Laura: So, I moved around and did some other roles. Oh man, I think I already knew this too, but it just cemented for me, like, I love doing the work that I do as a coach and consultant around the people things in an organization. This is just what I want to do. I feel super lucky to have found that and discovered for myself how much I love doing that from such a young age, because part of detailing around just centered in for me. NASA’s awesome and super cool, but I am not somebody that’s willing to do anything to work for NASA.
Kayla: Yeah.
Laura: I care about the work that I do and I care about the impact that I can have. And so, I was positioning myself to do a really exciting role that was more agency focused, but it required funding and I thought it would come through, and at the last minute, it didn’t come through.

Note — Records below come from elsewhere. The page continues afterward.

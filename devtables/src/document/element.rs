//! Owned element builder used for change documents and fetch filters.

use std::fmt;

use indexmap::IndexMap;

/// An owned, mutable XML element.
#[derive(Debug, Clone, Default, PartialEq, Eq)]
pub struct Element {
    /// Element name.
    pub name: String,

    /// Attributes in insertion order.
    pub attributes: IndexMap<String, String>,

    /// Text content, if any.
    pub text: Option<String>,

    /// Child elements in order.
    pub children: Vec<Element>,
}

impl Element {
    /// Create an empty element.
    pub fn new(name: impl Into<String>) -> Self {
        Self {
            name: name.into(),
            ..Default::default()
        }
    }

    /// Set the text content.
    pub fn with_text(mut self, text: impl Into<String>) -> Self {
        self.text = Some(text.into());
        self
    }

    /// Add an attribute.
    pub fn with_attribute(mut self, name: impl Into<String>, value: impl Into<String>) -> Self {
        self.attributes.insert(name.into(), value.into());
        self
    }

    /// Append a child element.
    pub fn with_child(mut self, child: Element) -> Self {
        self.children.push(child);
        self
    }

    /// Append a child and return a mutable reference to it.
    pub fn push(&mut self, child: Element) -> &mut Element {
        self.children.push(child);
        let last = self.children.len() - 1;
        &mut self.children[last]
    }

    /// First child with the given name.
    pub fn child(&self, name: &str) -> Option<&Element> {
        self.children.iter().find(|c| c.name == name)
    }

    /// All children with the given name.
    pub fn children_named<'a>(&'a self, name: &'a str) -> impl Iterator<Item = &'a Element> + 'a {
        self.children.iter().filter(move |c| c.name == name)
    }

    /// Walk `path` below this element, creating missing elements.
    ///
    /// Existing children are reused, so two fields sharing a prefix end up
    /// under one parent.
    pub fn ensure_path<S: AsRef<str>>(&mut self, path: &[S]) -> &mut Element {
        let mut current = self;
        for step in path {
            let step = step.as_ref();
            let pos = match current.children.iter().position(|c| c.name == step) {
                Some(pos) => pos,
                None => {
                    current.children.push(Element::new(step));
                    current.children.len() - 1
                }
            };
            current = &mut current.children[pos];
        }
        current
    }

    /// Check if the element has neither text nor children.
    pub fn is_leaf_empty(&self) -> bool {
        self.text.is_none() && self.children.is_empty()
    }

    /// Serialize to compact XML text.
    pub fn to_xml(&self) -> String {
        let mut out = String::new();
        self.write_xml(&mut out);
        out
    }

    fn write_xml(&self, out: &mut String) {
        out.push('<');
        out.push_str(&self.name);
        for (k, v) in &self.attributes {
            out.push(' ');
            out.push_str(k);
            out.push_str("=\"");
            escape_into(v, out);
            out.push('"');
        }
        if self.is_leaf_empty() {
            out.push_str("/>");
            return;
        }
        out.push('>');
        if let Some(text) = &self.text {
            escape_into(text, out);
        }
        for child in &self.children {
            child.write_xml(out);
        }
        out.push_str("</");
        out.push_str(&self.name);
        out.push('>');
    }
}

impl fmt::Display for Element {
    fn fmt(&self, f: &mut fmt::Formatter<'_>) -> fmt::Result {
        f.write_str(&self.to_xml())
    }
}

fn escape_into(text: &str, out: &mut String) {
    for c in text.chars() {
        match c {
            '&' => out.push_str("&amp;"),
            '<' => out.push_str("&lt;"),
            '>' => out.push_str("&gt;"),
            '"' => out.push_str("&quot;"),
            '\'' => out.push_str("&apos;"),
            _ => out.push(c),
        }
    }
}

My choices at the point, as I understood them, were to stay inside the organization and work for this leader that I was struggling to align with or leave. So, I left. And there was – I had an executive coach, at a certain point, and it’s funny – part of why I had a coach was because – getting certified as a coach, they want you to experience that but also, my executive later felt that I needed one.
Kayla: [Laughter]
Laura: Like, we’re gonna get you a coach. And I’m like, okay I’m gonna use this. I’m not gonna allow this to be, like a stigmatized thing that I have a coach, I’m gonna use this coach. I was really struggling with and I remember having these conversations where I was expressing all my dissatisfaction with how it was going. I was definitely trying to be over-responsible. I was bending over backwards trying so hard to make her happy or change the relationship. That, like, over-accountability was not working. In fact, it was having a negative impact on other people on my team. He was working to help me get to a place of acceptance. And he said, “So, if she does x and she does y,” and I’m describing some basic compliance things –
Kayla: [00:43:09] Mh-hmm.
Laura: He said, “Are you okay with that?” and I said, “No!”. And then I was like “So what’s the magical answer? Like, what do I do? I’m not okay with that.” And I actually don’t know the exact words he said to me at that point, but the just of it was if you’re not okay with that and you’re not in control of it, then what do you want to do? And I think that that was the first time that I genuinely considered leaving.
Kayla: Yeah.
Laura: And I thought, “oh man”. So if my experience of being on this team is that I don’t get what I want in the leadership above me, I don’t feel like I’m in alignment, I’m struggling with inner harmony, I’m not enjoying the journey, I can’t change her. And I’ve exhausted all the possibilities I could think of for myself. Oh my gosh…I guess I could leave?
Kayla: [Laughter]
Laura: And it was this really weird moment where I genuinely hadn’t considered it until that point. That always stands out to me and it became one of our core values, actually is power of choice.
Kayla: Yeah.
Laura: The more I feel like I’m stuck, the more I feel like I’m a victim, the more I find myself trying to either be over-responsible or under-responsible, that’s when it’s like, hang on. How am I contributing to this? Can I float I the ways that I want to? And if I can’t, do I choose to stay? Because I can make that choice and own it, instead of bitching about it every day, or I can make a choice to leave.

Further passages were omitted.